On n’est pas sûrs d’avoir tout compris au mode de fonctionnement de ces « assurances » mais plusieurs personnes au Vietnam nous en ont parlé. C’est assez clé, d’avoir une assurance et forcément, ça coute cher…
Education, Santé, Retraite.. on n’a pas tellement l’impression d’être dans un pays communiste…
Kay s’intéresse aussi beaucoup à nos Visas. Pour aller au Vietnam, en effet, si vous restez plus de deux semaines, il vous faut un visa, assez simple à obtenir, en réalité (nous avons fait un e-visa en ligne avec Action Visa pour notre part). Par contre, pour voyager, Kay nous explique que les Vietnamiens, eux, doivent avoir une autorisation de sortir du territoire. Pour l’obtenir, ils doivent passer une batterie d’entretiens, et prouver qu’ils ont pas mal d’argent en banque. Le gouvernement s’assure que ses citoyens reviendrons bien !
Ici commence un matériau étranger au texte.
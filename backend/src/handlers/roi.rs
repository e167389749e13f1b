//! HTTP handlers for financial calculations

use axum::{extract::State, Json};
use serde::Deserialize;
use shared::{financial, FinancialInputs, FinancialProjection, TariffPoint};

use crate::error::{AppError, AppResult};
use crate::AppState;

fn default_panel_area() -> f64 {
    100.0
}

fn default_efficiency() -> f64 {
    0.20
}

fn default_electricity_rate() -> f64 {
    8.0
}

/// Standalone financial calculation request
#[derive(Debug, Deserialize)]
pub struct RoiRequest {
    pub solar_irradiance: f64,
    #[serde(default = "default_panel_area")]
    pub panel_area: f64,
    #[serde(default = "default_efficiency")]
    pub efficiency: f64,
    #[serde(default = "default_electricity_rate")]
    pub electricity_rate: f64,
    #[serde(default)]
    pub installation_cost: f64,
    #[serde(default)]
    pub plant_size_kw: Option<f64>,
}

/// Run the financial engine on caller-supplied inputs.
pub async fn calculate_roi(
    State(_state): State<AppState>,
    Json(request): Json<RoiRequest>,
) -> AppResult<Json<FinancialProjection>> {
    validate_roi_request(&request)?;

    let projection = financial::project(&FinancialInputs {
        solar_irradiance: request.solar_irradiance,
        electricity_rate: request.electricity_rate,
        plant_size_kw: request.plant_size_kw,
        panel_area: request.panel_area,
        efficiency: request.efficiency,
        installation_cost: request.installation_cost,
    });

    Ok(Json(projection))
}

/// Tariff sensitivity request
#[derive(Debug, Deserialize)]
pub struct TariffSensitivityRequest {
    pub solar_irradiance: f64,
    pub plant_size_kw: f64,
    pub installation_cost: f64,
    #[serde(default)]
    pub tariff_rates: Option<Vec<f64>>,
}

/// Tariff sensitivity response
#[derive(Debug, serde::Serialize)]
pub struct TariffSensitivityResponse {
    pub plant_size_kw: f64,
    pub sensitivity: Vec<TariffPoint>,
}

/// Annual savings and payback across a tariff ladder.
pub async fn tariff_sensitivity(
    State(_state): State<AppState>,
    Json(request): Json<TariffSensitivityRequest>,
) -> AppResult<Json<TariffSensitivityResponse>> {
    if request.plant_size_kw <= 0.0 || !request.plant_size_kw.is_finite() {
        return Err(AppError::Validation {
            field: "plant_size_kw".to_string(),
            message: "Plant capacity must be positive".to_string(),
        });
    }

    let rates = request
        .tariff_rates
        .unwrap_or_else(|| financial::DEFAULT_TARIFF_RATES.to_vec());

    let table = financial::tariff_sensitivity(
        request.solar_irradiance,
        request.plant_size_kw,
        request.installation_cost,
        &rates,
    );

    Ok(Json(TariffSensitivityResponse {
        plant_size_kw: request.plant_size_kw,
        sensitivity: table,
    }))
}

fn validate_roi_request(request: &RoiRequest) -> AppResult<()> {
    if !request.solar_irradiance.is_finite() || request.solar_irradiance < 0.0 {
        return Err(AppError::Validation {
            field: "solar_irradiance".to_string(),
            message: "Irradiance cannot be negative".to_string(),
        });
    }
    if request.panel_area <= 0.0 && request.plant_size_kw.is_none() {
        return Err(AppError::Validation {
            field: "panel_area".to_string(),
            message: "Panel area must be positive without a plant size".to_string(),
        });
    }
    if request.efficiency <= 0.0 || request.efficiency > 1.0 {
        return Err(AppError::Validation {
            field: "efficiency".to_string(),
            message: "Efficiency must be in (0, 1]".to_string(),
        });
    }
    if let Some(kw) = request.plant_size_kw {
        if kw <= 0.0 || !kw.is_finite() {
            return Err(AppError::Validation {
                field: "plant_size_kw".to_string(),
                message: "Plant capacity must be positive".to_string(),
            });
        }
    }
    Ok(())
}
On voit partout l’entreprise individuelle se développer. Au delà des petits marchands de rue qu’on voit à Hanoi ou ailleurs, et qui eux échappent à l’économie, sinon souterraine, l’entreprise privée est aujourd’hui facilitée et au moins une partie des Vietnamiens peut en profiter. C’est le cas par exemple du chef de Kay. Initialement il était instituteur. Mais ici un instituteur gagne environ 150 € / mois. Même si le Vietnam n’est pas cher, c’est limite pour vivre. Alors il a lancé son agence de tourisme (on est sur son propre bateau), et ça a l’air de bien marcher pour lui. En plus il a bonne réputation ici. Sa compagnie : Cat Ba Vision.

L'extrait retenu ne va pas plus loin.